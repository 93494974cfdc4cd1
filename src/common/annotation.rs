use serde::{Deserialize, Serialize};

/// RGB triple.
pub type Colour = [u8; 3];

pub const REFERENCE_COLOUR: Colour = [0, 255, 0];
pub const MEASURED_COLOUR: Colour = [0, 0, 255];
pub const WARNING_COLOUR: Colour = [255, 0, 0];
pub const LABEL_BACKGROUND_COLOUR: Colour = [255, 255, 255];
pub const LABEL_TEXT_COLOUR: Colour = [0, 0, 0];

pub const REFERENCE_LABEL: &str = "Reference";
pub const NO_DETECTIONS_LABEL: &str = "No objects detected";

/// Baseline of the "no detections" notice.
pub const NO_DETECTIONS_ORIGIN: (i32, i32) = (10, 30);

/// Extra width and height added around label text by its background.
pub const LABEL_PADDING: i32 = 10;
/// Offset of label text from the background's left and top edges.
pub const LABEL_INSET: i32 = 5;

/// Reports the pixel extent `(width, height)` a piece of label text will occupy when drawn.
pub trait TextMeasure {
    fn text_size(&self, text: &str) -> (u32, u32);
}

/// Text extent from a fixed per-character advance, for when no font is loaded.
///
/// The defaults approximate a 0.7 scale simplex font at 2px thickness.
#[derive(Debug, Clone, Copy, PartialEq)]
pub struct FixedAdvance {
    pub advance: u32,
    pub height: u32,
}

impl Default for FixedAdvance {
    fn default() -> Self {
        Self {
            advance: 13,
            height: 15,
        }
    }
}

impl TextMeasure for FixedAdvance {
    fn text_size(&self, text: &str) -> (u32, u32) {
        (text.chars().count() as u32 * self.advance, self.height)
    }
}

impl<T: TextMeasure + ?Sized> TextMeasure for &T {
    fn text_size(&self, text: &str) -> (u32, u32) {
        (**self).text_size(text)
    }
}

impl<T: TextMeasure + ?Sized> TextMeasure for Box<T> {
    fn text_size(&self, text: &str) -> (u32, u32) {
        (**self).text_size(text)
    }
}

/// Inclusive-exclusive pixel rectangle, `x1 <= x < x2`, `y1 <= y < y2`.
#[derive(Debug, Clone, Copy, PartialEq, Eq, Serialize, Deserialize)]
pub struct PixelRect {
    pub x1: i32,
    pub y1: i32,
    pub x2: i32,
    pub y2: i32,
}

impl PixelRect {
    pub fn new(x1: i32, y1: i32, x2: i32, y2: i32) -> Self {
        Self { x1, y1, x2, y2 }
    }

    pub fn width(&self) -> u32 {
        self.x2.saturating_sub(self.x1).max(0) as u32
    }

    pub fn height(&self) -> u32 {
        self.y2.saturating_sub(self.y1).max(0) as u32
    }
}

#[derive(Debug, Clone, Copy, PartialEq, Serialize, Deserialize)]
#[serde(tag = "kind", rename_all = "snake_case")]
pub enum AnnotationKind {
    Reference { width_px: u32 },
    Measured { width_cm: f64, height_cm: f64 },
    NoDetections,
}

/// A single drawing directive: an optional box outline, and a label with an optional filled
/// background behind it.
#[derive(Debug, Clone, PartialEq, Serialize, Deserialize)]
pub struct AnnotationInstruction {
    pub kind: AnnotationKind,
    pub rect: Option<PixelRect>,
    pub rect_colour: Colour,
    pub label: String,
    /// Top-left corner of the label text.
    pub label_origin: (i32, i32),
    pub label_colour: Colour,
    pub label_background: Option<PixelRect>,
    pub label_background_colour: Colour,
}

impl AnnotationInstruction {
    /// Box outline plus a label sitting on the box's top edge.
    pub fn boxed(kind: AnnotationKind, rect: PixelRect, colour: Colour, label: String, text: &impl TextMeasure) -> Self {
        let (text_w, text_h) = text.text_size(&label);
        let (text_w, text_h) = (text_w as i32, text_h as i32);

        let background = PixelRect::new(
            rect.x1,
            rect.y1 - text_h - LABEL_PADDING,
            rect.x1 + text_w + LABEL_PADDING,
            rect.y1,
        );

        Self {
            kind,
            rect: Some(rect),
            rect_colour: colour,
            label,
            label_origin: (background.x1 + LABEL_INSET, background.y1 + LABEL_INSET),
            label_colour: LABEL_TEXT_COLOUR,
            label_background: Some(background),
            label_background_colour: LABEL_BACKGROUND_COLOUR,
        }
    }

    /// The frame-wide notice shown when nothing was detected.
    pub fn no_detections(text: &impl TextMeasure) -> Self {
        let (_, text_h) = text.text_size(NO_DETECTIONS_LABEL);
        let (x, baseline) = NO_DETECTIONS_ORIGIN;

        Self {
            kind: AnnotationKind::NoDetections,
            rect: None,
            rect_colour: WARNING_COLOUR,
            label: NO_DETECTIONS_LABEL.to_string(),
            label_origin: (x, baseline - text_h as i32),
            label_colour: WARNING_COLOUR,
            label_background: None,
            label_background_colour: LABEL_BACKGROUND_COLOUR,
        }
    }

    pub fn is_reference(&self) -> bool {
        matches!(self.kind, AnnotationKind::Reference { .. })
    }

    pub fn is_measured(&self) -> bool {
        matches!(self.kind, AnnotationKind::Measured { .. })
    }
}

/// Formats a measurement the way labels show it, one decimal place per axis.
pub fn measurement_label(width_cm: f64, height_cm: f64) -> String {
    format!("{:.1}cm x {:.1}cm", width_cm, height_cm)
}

■ ■ ■ ■ ■

→ **WHAT TO PRODUCE**: Copy each line of the preceding material that contains "bool".

→ **SOLUTION**:
    pub fn is_reference(&self) -> bool {
    pub fn is_measured(&self) -> bool {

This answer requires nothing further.